Thermally there is no comparison between liquid and air cooling. liquit is so much better. 
IMHO liquid cooled amplifiers would be impractical and technically unnecessary these days, it could be sick looking though.


----------



## thehatedguy (May 4, 2007)

The liquid cooling never really worked that well back in the day...the coolant never really went where it was really needed.


----------



## Victor_inox (Apr 27, 2012)

PPI-ART COLLECTOR said:


> Cray.....you guys were way ahead of the curve back then.
> I remember when ASU got their first Cray.
> You'd a thought it was the 2nd coming.
> 
> ...


It would but it died, clusters is cheaper and more productive. Supercomputers era is over.


----------



## Victor_inox (Apr 27, 2012)

thehatedguy said:


> The liquid cooling never really worked that well back in the day...the coolant never really went where it was really needed.


cpu is small and heat exchanger is easy, different story with amplifiers with a grid of transistors.


----------



## LaserSVT (Feb 1, 2009)

Didn't Pioneer make one back in the day?


----------



## Darth SQ (Sep 17, 2010)

Victor_inox said:


> Thermally there is no comparison between liquid and air cooling. liquit is so much better.
> IMHO liquid cooled amplifiers would be impractical and technically unnecessary these days, it could be sick looking though.


Yep.....liquid cooling is something like 35 times more efficient than air cooling.
Also the type of metal used in the heatsink makes a difference. 
Aluminum is superior to steel by far in dissipating heat which is why almost every amplifier heatsink made is aluminum.


Bret
PPI-ART COLLECTOR


----------



## mmiller (Mar 7, 2008)

I don't really seen a need for it, it's a cool gimmick, but heck of a lot of trouble.


----------



## amalmer71 (Feb 29, 2012)

mmiller said:


> I don't really seen a need for it, it's a _cool gimmick_, but heck of a lot of trouble.
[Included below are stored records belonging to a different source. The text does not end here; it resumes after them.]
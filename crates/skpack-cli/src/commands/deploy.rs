use super::{json_pretty, load_project, EXIT_SUCCESS};
use super::{package::package_project, publish::publish_project};
use crate::{PackageArgs, RemoteArgs};
use std::path::Path;

pub fn run(
    manifest: &Path,
    package: &PackageArgs,
    remote: &RemoteArgs,
    strict: bool,
    json: bool,
) -> Result<u8, String> {
    let mut project = load_project(manifest, package)?;
    let report = package_project(&project, strict, json)?;
    let outcome = publish_project(&mut project, remote, json)?;

    if json {
        let payload = serde_json::json!({
            "package": report,
            "publish": outcome,
        });
        println!("{}", json_pretty(&payload)?);
    } else {
        if !report.is_clean() {
            println!(
                "{}",
                super::warn_text(&format!(
                    "{} file(s) were left out of the package",
                    report.failed.len()
                ))
            );
        }
        super::publish::print_outcome(&outcome, false)?;
    }
    Ok(EXIT_SUCCESS)
}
I see what you did, there.

I don't see the "gimmick". It's plausible. Actually, I don't see how it wouldn't work. It's worked in the automotive industry for over 100 yrs.


----------



## REGULARCAB (Sep 26, 2013)

Victor_inox said:


> Thermally there is no comparison between liquid and air cooling. liquit is so much better.
> IMHO liquid cooled amplifiers would be impractical and technically unnecessary these days, it could be sick looking though.


Oh yes I am aware that liquid cooling is capable of dissipating far more heat. Mainly due to the design of liquid cooling radiators and the fact that the heat is being moved away from the amp and dissipated somewhere else. My wording was wrong, your second sentence is spot on IMHO.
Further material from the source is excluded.